Please refer to today’s earnings release and the non-GAAP information available on our website at ir.kraftheinzcompany.com, under News and Events for a discussion of our non-GAAP financial measures and reconciliations to the comparable GAAP financial measures.
Before we begin, I’m going to hand it over to our CEO, Miguel Patricio, for some brief opening comments.
Thank you, Anne-Marie, and thank you, everyone, joining us today. We are proud, proud and confident. We are so confident that we are raising our guidance on EBITDA and earnings. We are so confident that we are increasing our investments in marketing and in R&D by $100 million to $150 million versus budget, which represents a solid double-digit growth versus previous year. These results are not a coincidence. They are because of our confidence.
We have been consistently saying that we’ll grow through emerging markets, and we grew 23% this quarter. We’ll grow throughput service globally, and we grew about 29% this quarter, and we’ll grow through our priority growth platforms in U.S., Easy Meals and Taste Elevation where we had double-digit growth. The rest of the portfolio has to free up resources to invest in our strategy. These results are possible not only because of our strategy, but because of everything that is behind our strategy.
Let me start with people. Today, we have a great team and very engaged team. Speed. Well, agility is a big word for us and the products that we have in place are transforming the company. In innovation, in supply, manufacturing, procurement, in sales, in logistics. And two good examples of that is innovation, where we have now a much stronger pipeline for the future and we reduced the time of innovating from three years to a couple of months, or in supply that through the pods plus the partnership with Microsoft and the usage of artificial intelligence, we are improving our planning, our service levels, reducing waste, reducing times. We are in a very different place today.
And finally, efficiencies. When we announced 3 years ago, a $2 billion in 5 years of gross savings, there were a lot of people that were skeptical that represented $400 million per year. We not only delivered this number in 3 years in a row, but we are now increasing this bar to $500 million a year.

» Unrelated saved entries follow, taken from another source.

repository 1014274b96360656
pub mod admin;
pub mod auth;

use axum::routing::{get, post};
use axum::Router;

use crate::state::SharedState;

pub fn api_routes() -> Router<SharedState> {
    Router::new()
        // Auth
        .route("/api/v1/auth/register", post(auth::register))
        .route("/api/v1/auth/login", post(auth::login))
        .route("/api/v1/auth/logout", post(auth::logout))
        .route("/api/v1/auth/me", get(auth::me))
        // Admin
        .route(
            "/api/v1/admin/users",
            get(admin::list_users).post(admin::create_user),
        )
        .route(
            "/api/v1/admin/users/{id}/deactivate",
            post(admin::deactivate_user),
        )
}
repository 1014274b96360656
pub mod accounts;
pub mod auth;
pub mod config;
pub mod db;
pub mod error;
pub mod models;
pub mod routes;
pub mod state;
pub mod views;

use std::sync::Arc;

use axum::http::{HeaderName, HeaderValue};
use axum::Router;
use sqlx::PgPool;
use tower_http::set_header::SetResponseHeaderLayer;
use tower_http::trace::TraceLayer;

use crate::config::Config;
use crate::state::{AppState, SharedState};

pub fn build_app(pool: PgPool, config: Config) -> Router {
    let state: SharedState = Arc::new(AppState::new(pool, config));

    Router::new()
        .merge(routes::api_routes())
        .merge(views::view_routes())
        .route("/health", axum::routing::get(health))
        .layer(TraceLayer::new_for_http())
        // Security headers
        .layer(SetResponseHeaderLayer::overriding(
            HeaderName::from_static("x-content-type-options"),
            HeaderValue::from_static("nosniff"),
        ))
        .layer(SetResponseHeaderLayer::overriding(
            HeaderName::from_static("x-frame-options"),
            HeaderValue::from_static("DENY"),
        ))
        .layer(SetResponseHeaderLayer::overriding(
            HeaderName::from_static("referrer-policy"),
            HeaderValue::from_static("strict-origin-when-cross-origin"),
        ))
        .with_state(state)
}

async fn health() -> &'static str {
    "ok"
}
use chrono::{Duration, Utc};
use jsonwebtoken::{decode, encode, DecodingKey, EncodingKey, Header, Validation};
use serde::{Deserialize, Serialize};
use uuid::Uuid;

pub const ACCESS_TOKEN_MINUTES: i64 = 60;

#[derive(Debug, Serialize, Deserialize, Clone)]
pub struct Claims {
    pub sub: Uuid,
    pub email: String,
    pub exp: i64,
}

impl Claims {
    pub fn new(user_id: Uuid, email: String) -> Self {
        Self {
            sub: user_id,
            email,
            exp: (Utc::now() + Duration::minutes(ACCESS_TOKEN_MINUTES)).timestamp(),
        }
    }
}

pub fn encode_token(claims: &Claims, secret: &str) -> Result<String, String> {
    encode(
        &Header::default(),
        claims,
        &EncodingKey::from_secret(secret.as_bytes()),
    )
    .map_err(|e| format!("JWT encode failed: {e}"))
}

pub fn decode_token(token: &str, secret: &str) -> Result<Claims, String> {
    decode::<Claims>(
        token,
        &DecodingKey::from_secret(secret.as_bytes()),
        &Validation::default(),
    )
    .map(|data| data.claims)
    .map_err(|e| format!("JWT decode failed: {e}"))
}
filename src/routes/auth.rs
use axum::extract::State;
use axum::Json;
use axum_extra::extract::cookie::{Cookie, SameSite};
use axum_extra::extract::CookieJar;
use serde::{Deserialize, Serialize};

use crate::accounts::{normalize_email, validate_credentials, ExtraFields};
use crate::auth::extractor::{AuthUser, ACCESS_COOKIE};
use crate::auth::jwt::{encode_token, Claims};
use crate::config::RegistrationMode;
use crate::db;
use crate::error::AppError;
use crate::models::User;
use crate::state::SharedState;

#[derive(Deserialize)]
pub struct RegisterRequest {
    pub email: String,
    pub password: String,
    #[serde(default)]
    pub first_name: Option<String>,
    #[serde(default)]
    pub last_name: Option<String>,
    #[serde(default)]
    pub display_name: Option<String>,
}

#[derive(Deserialize)]
pub struct LoginRequest {
    pub email: String,
    pub password: String,
}

#[derive(Serialize)]
pub struct LoginResponse {
    pub access_token: String,
    pub user: User,
}

#[derive(Serialize)]
pub struct MessageResponse {
    pub message: String,
}

fn access_cookie(token: &str) -> CookieJar {
    let cookie = Cookie::build((ACCESS_COOKIE, token.to_string()))
        .path("/")
        .http_only(true)
        .secure(true)
        .same_site(SameSite::Lax)
        .build();
    CookieJar::new().add(cookie)
}

fn clear_access_cookie() -> CookieJar {
    let mut cookie = Cookie::build((ACCESS_COOKIE, "")).path("/").build();
    cookie.make_removal();
    CookieJar::new().add(cookie)
}

pub async fn register(
    State(state): State<SharedState>,
    Json(req): Json<RegisterRequest>,
) -> Result<Json<User>, AppError> {
    if state.config.registration == RegistrationMode::Closed {
        return Err(AppError::Forbidden(
            "Registration is disabled. Contact your administrator.".to_string(),
        ));
    }

    validate_credentials(&req.email, Some(&req.password))?;

    let extra = ExtraFields {
        first_name: req.first_name,
        last_name: req.last_name,
        display_name: req.display_name,
        ..Default::default()
    };
    let user = state
        .users
        .create_user(&req.email, Some(&req.password), extra)
        .await?;

    Ok(Json(user))
}

pub async fn login(
    State(state): State<SharedState>,
    Json(req): Json<LoginRequest>,
) -> Result<(CookieJar, Json<LoginResponse>), AppError> {
    let invalid = || AppError::Unauthorized("Invalid credentials".to_string());

    let email = normalize_email(&req.email);
    let mut user = db::users::find_by_email(&state.pool, &email)
        .await?
        .ok_or_else(invalid)?;

    if !user.is_active || !user.check_password(&req.password) {
        tracing::debug!(user_id = %user.id, "Rejected login attempt");
        return Err(invalid());
    }

    db::users::touch_last_login(&state.pool, user.id).await?;
    user.last_login = Some(chrono::Utc::now());

    let claims = Claims::new(user.id, user.email.clone());
    let access_token =
        encode_token(&claims, &state.config.jwt_secret).map_err(AppError::Internal)?;

    tracing::info!(user_id = %user.id, "User logged in");

    Ok((
        access_cookie(&access_token),
        Json(LoginResponse { access_token, user }),
    ))
}

pub async fn logout() -> (CookieJar, Json<MessageResponse>) {
    (
        clear_access_cookie(),
        Json(MessageResponse {
            message: "Logged out successfully".to_string(),
        }),
    )
}

pub async fn me(
    auth: AuthUser,
    State(state): State<SharedState>,
) -> Result<Json<User>, AppError> {
    Ok(Json(auth.load(&state).await?))
}
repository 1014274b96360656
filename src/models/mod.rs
pub mod user;

pub use user::{NewUser, User};
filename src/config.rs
use std::net::IpAddr;

#[derive(Debug, Clone)]
pub struct Config {
    pub database_url: String,
    pub jwt_secret: String,
    pub host: IpAddr,
    pub port: u16,
    pub registration: RegistrationMode,
    pub log_level: String,
}

/// Whether anonymous callers may create accounts through the API.
#[derive(Debug, Clone, PartialEq)]
pub enum RegistrationMode {
    Open,
    Closed,
}

impl RegistrationMode {
    fn parse(value: &str) -> Self {
        match value.trim().to_ascii_lowercase().as_str() {
            "open" => RegistrationMode::Open,
            _ => RegistrationMode::Closed,
        }
    }
}

impl Config {
    pub fn from_env() -> Result<Self, String> {
        Self::from_lookup(|key| std::env::var(key).ok())
    }

    /// Build the config from an arbitrary variable source.
    pub fn from_lookup<F>(lookup: F) -> Result<Self, String>
    where
        F: Fn(&str) -> Option<String>,
    {
        let required = |key: &str| {
            lookup(key).ok_or_else(|| format!("Missing required environment variable: {key}"))
        };
        let or = |key: &str, default: &str| lookup(key).unwrap_or_else(|| default.to_string());

        let database_url = required("DATABASE_URL")?;
        let jwt_secret = required("JWT_SECRET")?;

        let host: IpAddr = or("USERBASE_HOST", "0.0.0.0")
            .parse()
            .map_err(|e| format!("Invalid USERBASE_HOST: {e}"))?;

        let port: u16 = or("USERBASE_PORT", "3000")
            .parse()
            .map_err(|e| format!("Invalid USERBASE_PORT: {e}"))?;

        let registration = RegistrationMode::parse(&or("USERBASE_REGISTRATION", "closed"));
        let log_level = or("USERBASE_LOG_LEVEL", "info");

        Ok(Config {
            database_url,
            jwt_secret,
            host,
            port,
            registration,
            log_level,
        })
    }
}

With that, I have here with me today, Andre, our CFO; Carlos Abrams-Rivera, our Zone President for North America; and Rafael, our Zone President for International that are joining me. Please, we are ready for the Q&A.
Thank you. [Operator Instructions] And our first question comes from Bryan Spillane with Bank of America. Please proceed.
I just wanted to ask, I guess, two questions related to the U.S. One is, I think as we kind of strip out the foodservice piece and look at what’s underneath, it looks like there’s a bit of a dismatch or mismatch, I should say, between kind of what we were seeing in the Nielsen data and what would have been reported underlying. So just trying to understand if there was anything there relative to timing of shipments or promotions that might have affected the cadence? And then, second, if you can just talk a little bit about in the U.S. specifically, kind of how you’re seeing the promotional activity or the promotional environment as we kind of head into some of the big summer holidays? Is it intensified? Is it kind of in line with your expectations. Just kind of how you’re seeing those summer holiday setup, please.
Look, when you look at the U.S. performance, I don’t think there is nothing out of the normal happening in the quarter. The inventory load was immaterial given where already ended at the end of Q4, as we said before. So it’s really a function of the sell-out and the foodservice, which performed very well in the quarter in the U.S. zone. So maybe people underappreciated a little bit of impact of that.
I believe it has something to do also the fact that last year, with Omicron and things, everything was shut down. So that impacted the sellout in retail across in the industry at the beginning of the quarter, but also helped a lot of foodservice to have a very strong performance.
When it comes to promotions. As we have said long on, we expect an increasing promotional year to go. That’s what has been in the guidance to the plan from the beginning, so nothing changing there from that regard. Obviously, not prudent way and always emphasizing that well for 2019 levels. And you see a max, how well we are doing in terms of continuing to improve our ROI with the tools that we have in place. And I will pass over to Carlos to give some color on the promotional environment.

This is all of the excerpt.